It occurs to me that many people are put off politics by their simple expectation that politicians should be honest and their frustration when they’re not.

“To be perfectly frank…” as a beginning to a sentence suggests that, up until this time, the person speaking hasn’t been. However, in politics, what it means is that person is going to continue to waffle about something totally unrelated to the matter at hand. It’s part of the shorthand that anyone who follows politics quickly understands.

Once one understands that, for politicians and the Canberra press gallery, politics has little to do with the real world, then you can treat what they say as having no consequences. After all, it’s what they do all the time.

Like when our Minister for Immigration – who almost always insists that he won’t comment – feels that it’s suddenly OK to give us the details of each of the medical people that the alleged rape victim was alleged to have seen. Then, when she was alleged to have changed her mind about the alleged termination, they allegedly chartered a flight for her to take her back to Nauru which is allegedly a country. in spite of the alleged “fiscal emergency”.

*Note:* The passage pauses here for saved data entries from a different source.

//! Process-wide runtime.
//!
//! Owns `Catalog`, `Network`, `StatisticsManager`, and `Scheduler` as
//! `Arc`s and is the only thing any of them hold a back-reference to —
//! breaking the cyclic-singleton pattern the original design flagged.
//! `Runtime::execute` is the single entry point a connection dispatches a
//! parsed `Command` through.

use std::sync::atomic::{AtomicBool, Ordering};
use std::sync::Arc;
use std::thread::{self, JoinHandle};
use std::time::Instant;

use parking_lot::{Mutex, RwLock};
use serde_json::Value;
use uuid::Uuid;

use crate::config::Config;
use crate::error::{CoreError, Result};
use crate::network::Network;
use crate::protocol::{Command, Response};
use crate::query::planner::{
    AggregateFunction, CompareOp, IndexCatalog, JoinSpec, OptimizationLevel, Predicate,
    SelectRequest,
};
use crate::query::{self, QueryCache};
use crate::replication::{ReplicationMessage, ReplicationSink};
use crate::reshuffle::{self, PlacementTransport};
use crate::scheduler::Scheduler;
use crate::statistics::StatisticsManager;
use crate::storage::catalog::{Catalog, Table};

/// Adapts `Catalog` to the planner's and executor's view of a query: every
/// leaf scan names its own table (the `FROM` table or a join's right-hand
/// side), so this resolves each by name against `db` rather than pinning a
/// single pre-resolved `Table`.
struct TableView<'a> {
    catalog: &'a Catalog,
    db: &'a str,
}

impl TableView<'_> {
    fn table(&self, name: &str) -> Option<Arc<Table>> {
        self.catalog.table(self.db, name).ok()
    }
}

impl IndexCatalog for TableView<'_> {
    fn index_for(&self, table: &str, column: &str) -> Option<Arc<crate::index::BTreeIndex>> {
        self.table(table)?.index(column)
    }
}

impl query::RowSource for TableView<'_> {
    fn scan_table(&self, table: &str) -> Vec<query::Row> {
        self.table(table).map(|t| t.scan()).unwrap_or_default()
    }

    fn index_lookup(&self, table: &str, column: &str, value: &Value) -> Vec<query::Row> {
        let Some(table) = self.table(table) else {
            return Vec::new();
        };
        let Some(index) = table.index(column) else {
            return Vec::new();
        };
        index
            .lookup(value)
            .into_iter()
            .filter_map(|id| table.get(id).map(|doc| (id, doc)))
            .collect()
    }

    fn range_lookup(
        &self,
        table: &str,
        column: &str,
        low: Option<&Value>,
        high: Option<&Value>,
    ) -> Vec<query::Row> {
        let Some(table) = self.table(table) else {
            return Vec::new();
        };
        let Some(index) = table.index(column) else {
            return Vec::new();
        };
        index
            .range(low, high)
            .into_iter()
            .filter_map(|id| table.get(id).map(|doc| (id, doc)))
            .collect()
    }
}

pub struct Runtime {
    node_id: Uuid,
    config: Config,
    catalog: Arc<Catalog>,
    network: Arc<Network>,
    stats: Arc<StatisticsManager>,
    scheduler: Arc<Scheduler>,
    cache: QueryCache,
    network_online: Arc<AtomicBool>,
    optimization_enabled: AtomicBool,
    optimization_level: RwLock<OptimizationLevel>,
    cancel: Arc<AtomicBool>,
    background: Mutex<Vec<JoinHandle<()>>>,
}
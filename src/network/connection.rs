//! Connection Handler
//!
//! Handles individual client connections: reads length-prefixed `Command`
//! frames and writes back `Response` frames.

use std::io::{BufReader, BufWriter, Read, Write};
use std::net::TcpStream;
use std::sync::Arc;
use std::time::Duration;

use crate::error::{CoreError, Result};
use crate::protocol::{self, Command, Response};
use crate::runtime::Runtime;

/// Handles a single client connection.
pub struct Connection {
    reader: BufReader<TcpStream>,
    writer: BufWriter<TcpStream>,
    runtime: Arc<Runtime>,
    peer_addr: String,
}

impl Connection {
    pub fn new(stream: TcpStream, runtime: Arc<Runtime>) -> Result<Self> {
        let peer_addr = stream
            .peer_addr()
            .map(|a| a.to_string())
            .unwrap_or_else(|_| "unknown".to_string());

        stream.set_nodelay(true)?;

        let read_stream = stream.try_clone()?;
        let write_stream = stream;

        Ok(Self {
            reader: BufReader::new(read_stream),
            writer: BufWriter::new(write_stream),
            runtime,
            peer_addr,
        })
    }

    pub fn set_timeouts(&mut self, read_ms: u64, write_ms: u64) -> Result<()> {
        let read_stream = self.reader.get_ref();
        let write_stream = self.writer.get_ref();

        if read_ms > 0 {
            read_stream.set_read_timeout(Some(Duration::from_millis(read_ms)))?;
        }
        if write_ms > 0 {
            write_stream.set_write_timeout(Some(Duration::from_millis(write_ms)))?;
        }

        Ok(())
    }

    /// Handle the connection (blocking until closed). Reads commands in a
    /// loop and sends responses; returns when the client disconnects or an
    /// unrecoverable error occurs.
    pub fn handle(&mut self) -> Result<()> {
        tracing::debug!("Connection established from {}", self.peer_addr);

        loop {
            let command = match self.read_command() {
                Ok(Some(cmd)) => cmd,
                Ok(None) => {
                    tracing::debug!("Client {} disconnected", self.peer_addr);
                    return Ok(());
                }
                Err(CoreError::Io(ref e))
                    if matches!(
                        e.kind(),
                        std::io::ErrorKind::WouldBlock | std::io::ErrorKind::TimedOut
                    ) =>
                {
                    tracing::debug!("Read timeout for client {}", self.peer_addr);
                    return Ok(());
                }
                Err(e) => {
                    tracing::warn!("Error reading from {}: {}", self.peer_addr, e);
                    return Err(e);
                }
            };

            tracing::trace!("Received command from {}: {:?}", self.peer_addr, command);

            let response = self.runtime.execute(command);

            if let Err(e) = self.send_response(&response) {
                if let CoreError::Io(ref io_err) = e {
                    match io_err.kind() {
                        std::io::ErrorKind::ConnectionAborted
                        | std::io::ErrorKind::ConnectionReset
                        | std::io::ErrorKind::BrokenPipe => {
                            tracing::debug!(
                                "Client {} disconnected before response could be sent: {}",
                                self.peer_addr,
                                e
                            );
                            return Ok(());
                        }
                        _ => {}
                    }
                }
                tracing::warn!("Error writing to {}: {}", self.peer_addr, e);
                return Err(e);
            }
        }
    }

    /// Read one length-prefixed command frame. `Ok(None)` means the client
    /// closed the connection cleanly at a frame boundary.
    fn read_command(&mut self) -> Result<Option<Command>> {
        let mut len_buf = [0u8; 4];
        match self.reader.read_exact(&mut len_buf) {
            Ok(()) => {}
            Err(e) if e.kind() == std::io::ErrorKind::UnexpectedEof => return Ok(None),
            Err(e) => return Err(e.into()),
        }
        let len = protocol::frame_len(&len_buf);
        let mut frame = Vec::with_capacity(4 + len);
        frame.extend_from_slice(&len_buf);
        frame.resize(4 + len, 0);
        self.reader.read_exact(&mut frame[4..])?;
        protocol::decode_command(&frame).map(Some)
    }

    fn send_response(&mut self, response: &Response) -> Result<()> {
        let frame = protocol::encode_response(response)?;
        self.writer.write_all(&frame)?;
        self.writer.flush()?;
        Ok(())
    }

    pub fn peer_addr(&self) -> &str {
        &self.peer_addr
    }
}
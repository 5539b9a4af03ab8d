//! Query Executor
//!
//! Builds an operator tree from a `Plan` and drives it to completion.
//! Table/index/range scans are resolved through a `RowSource` so the
//! executor never talks to the catalog directly.

pub mod memory;
pub mod operator;
pub mod spill;

use std::collections::HashMap;

use serde_json::Value;
use uuid::Uuid;

use crate::error::Result;
use crate::query::planner::{JoinSpec, PlanNode};
use memory::MemoryManager;
use operator::{
    AggregateOp, BuildHashTableOp, DistinctOp, FilterOp, HashJoinProbeOp, LimitOp,
    NestedLoopJoinOp, Operator, ProjectOp, Row, SortOp, VecScan,
};
use spill::SpillSet;

/// Resolves leaf scans against the catalog. Implemented by the runtime
/// layer that owns `storage::catalog::Table`.
pub trait RowSource {
    fn scan_table(&self, table: &str) -> Vec<Row>;
    fn index_lookup(&self, table: &str, column: &str, value: &Value) -> Vec<Row>;
    fn range_lookup(
        &self,
        table: &str,
        column: &str,
        low: Option<&Value>,
        high: Option<&Value>,
    ) -> Vec<Row>;
}

/// Rows per spill partition past which a hash join's build side is
/// considered "doesn't fit in budget" and gets partitioned to disk.
const SPILL_PARTITIONS: usize = 8;
const BYTES_PER_ROW_ESTIMATE: usize = 256;

/// Execute `plan` against `source`, returning every resulting row.
/// Equivalent to driving the root operator to exhaustion.
pub fn execute(plan: &PlanNode, source: &dyn RowSource, memory: &MemoryManager) -> Result<Vec<Row>> {
    let mut operator = build_operator(plan, source, memory)?;
    let mut rows = Vec::new();
    while let Some(row) = operator.next()? {
        rows.push(row);
    }
    Ok(rows)
}

fn build_operator(
    plan: &PlanNode,
    source: &dyn RowSource,
    memory: &MemoryManager,
) -> Result<Box<dyn Operator>> {
    let op: Box<dyn Operator> = match plan {
        PlanNode::TableScan { table } => Box::new(VecScan::new(source.scan_table(table))),
        PlanNode::IndexScan { table, column, value } => {
            Box::new(VecScan::new(source.index_lookup(table, column, value)))
        }
        PlanNode::RangeScan {
            table,
            column,
            low,
            high,
        } => Box::new(VecScan::new(
            source.range_lookup(table, column, low.as_ref(), high.as_ref()),
        )),
        PlanNode::Filter { input, predicate } => Box::new(FilterOp::new(
            build_operator(input, source, memory)?,
            predicate.clone(),
        )),
        PlanNode::Project { input, columns } => Box::new(ProjectOp::new(
            build_operator(input, source, memory)?,
            columns.clone(),
        )),
        PlanNode::NestedLoopJoin { left, right, join } => Box::new(NestedLoopJoinOp::new(
            build_operator(left, source, memory)?,
            build_operator(right, source, memory)?,
            join.clone(),
        )),
        PlanNode::BuildHashTable { input, key_column } => {
            // A bare BuildHashTable root (no probe side) just materializes
            // and replays its input — the real work happens when it's
            // nested under HashJoinProbe below.
            let _ = key_column;
            let rows = drain(build_operator(input, source, memory)?)?;
            Box::new(VecScan::new(rows))
        }
        PlanNode::HashJoinProbe { build, probe, join } => {
            let build_rows = drain_build_side(build, source, memory)?;
            let probe_rows = drain(build_operator(probe, source, memory)?)?;
            let joined = hash_join(build_rows, probe_rows, join, memory)?;
            Box::new(VecScan::new(joined))
        }
        PlanNode::Sort { input, column } => {
            Box::new(SortOp::new(build_operator(input, source, memory)?, column.clone())?)
        }
        PlanNode::Aggregate {
            input,
            function,
            column,
        } => Box::new(AggregateOp::new(
            build_operator(input, source, memory)?,
            *function,
            column.clone(),
        )?),
        PlanNode::Distinct { input } => {
            Box::new(DistinctOp::new(build_operator(input, source, memory)?))
        }
        PlanNode::Limit { input, count } => {
            Box::new(LimitOp::new(build_operator(input, source, memory)?, *count))
        }
    };
    Ok(op)
}

fn drain(mut op: Box<dyn Operator>) -> Result<Vec<Row>> {
    let mut rows = Vec::new();
    while let Some(row) = op.next()? {
        rows.push(row);
    }
    Ok(rows)
}

/// `build` is always a `BuildHashTable` node wrapping the actual build-side
/// plan; peel it to get the key column and underlying rows.
fn drain_build_side(
    build: &PlanNode,
    source: &dyn RowSource,
    memory: &MemoryManager,
) -> Result<(String, Vec<Row>)> {
    match build {
        PlanNode::BuildHashTable { input, key_column } => {
            let rows = drain(build_operator(input, source, memory)?)?;
            Ok((key_column.clone(), rows))
        }
        other => {
            let rows = drain(build_operator(other, source, memory)?)?;
            Ok((String::new(), rows))
        }
    }
}

fn hash_join(
    build: (String, Vec<Row>),
    probe_rows: Vec<Row>,
    join: &JoinSpec,
    memory: &MemoryManager,
) -> Result<Vec<Row>> {
    let (key_column, build_rows) = build;
    let estimated_bytes = build_rows.len() * BYTES_PER_ROW_ESTIMATE;

    if memory.would_spill(estimated_bytes) {
        hash_join_spilled(key_column, build_rows, probe_rows, join)
    } else {
        let table = BuildHashTableOp::new(Box::new(VecScan::new(build_rows)), key_column.clone())
            .build()?;
        let probe_column = if key_column.is_empty() {
            join.right_column.clone()
        } else {
            join.left_column.clone()
        };
        let probe_op = HashJoinProbeOp::new(Box::new(VecScan::new(probe_rows)), table, probe_column);
        drain(Box::new(probe_op))
    }
}

/// Hash join whose build side doesn't fit in the query's memory budget:
/// partition both sides to disk by a hash of the join key, then join one
/// partition pair at a time. All spill files are `tempfile::NamedTempFile`s
/// and are deleted on drop — on success or on an early `?` return alike.
fn hash_join_spilled(
    key_column: String,
    build_rows: Vec<Row>,
    probe_rows: Vec<Row>,
    join: &JoinSpec,
) -> Result<Vec<Row>> {
    let mut build_set = SpillSet::new(SPILL_PARTITIONS)?;
    let mut probe_set = SpillSet::new(SPILL_PARTITIONS)?;

    let hash_key = |row: &Row, column: &str| -> u64 {
        row.1
            .get(column)
            .map(|v| v.to_string())
            .map(|s| fnv1a(s.as_bytes()))
            .unwrap_or(0)
    };

    let build_key_col = if key_column.is_empty() {
        join.left_column.clone()
    } else {
        key_column
    };
    build_set.distribute(build_rows, |row| hash_key(row, &build_key_col))?;
    probe_set.distribute(probe_rows, |row| hash_key(row, &join.right_column))?;

    let mut results = Vec::new();
    for i in 0..SPILL_PARTITIONS {
        let build_partition = build_set.partition(i).read_rows()?;
        let probe_partition = probe_set.partition(i).read_rows()?;
        if build_partition.is_empty() || probe_partition.is_empty() {
            continue;
        }

        let mut table: HashMap<String, Vec<Row>> = HashMap::new();
        for row in build_partition {
            let key = row
                .1
                .get(&build_key_col)
                .map(|v| v.to_string())
                .unwrap_or_default();
            table.entry(key).or_default().push(row);
        }

        for (_, probe_doc) in probe_partition {
            let key = probe_doc
                .get(&join.right_column)
                .map(|v| v.to_string())
                .unwrap_or_default();
            if let Some(matches) = table.get(&key) {
                for (_, build_doc) in matches {
                    let mut merged = serde_json::Map::new();
                    if let Value::Object(p) = &probe_doc {
                        merged.extend(p.clone());
                    }
                    if let Value::Object(b) = build_doc {
                        merged.extend(b.clone());
                    }
                    results.push((Uuid::new_v4(), Value::Object(merged)));
                }
            }
        }
    }

    Ok(results)
}

fn fnv1a(data: &[u8]) -> u64 {
    let mut hash: u64 = 0xcbf29ce484222325;
    for &b in data {
        hash ^= b as u64;
        hash = hash.wrapping_mul(0x100000001b3);
    }
    hash
}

Anyway, here’s a quick guide for those who have been frustrated by expecting that what politicians say should match the way words are used in everyday life:


What They Say Meaning
“My understanding is that…” “Someone has told me a bare-faced lie but I’m blaming them if we’re caught.”
“I have no recollection of that.” “I’ve been advised by our legal team that you can’t prove that I knew.”
“I believe that…” “Ok, it’s probably not true, but it sounds better than what you’re suggesting!”
“Mr. X remains a valuable member of our team.” “Yes, all right, he’s a complete nuff-nuff, but he’s part of a powerful faction/has the photos of me at the Christmas Party when I didn’t think I’d become leader.”
“I’m happy with the job I’m in.” “The journalist I briefed about the coming spill wasn’t meant to leak it just yet.”
“The fundamentals of the economy are good, even though we’ve had a few hiccups because of conditions overseas!” “We’re in power!”
“The Australian economy is a complete basket-case and this a direct result of the government!” “We’re not in power!”
“I don’t pay attention to the polls.” “Ok, I’m f*cked. But it’s still some time till the next election so there’s always a chance of a miracle. I mean, remember ‘The Tampa’?”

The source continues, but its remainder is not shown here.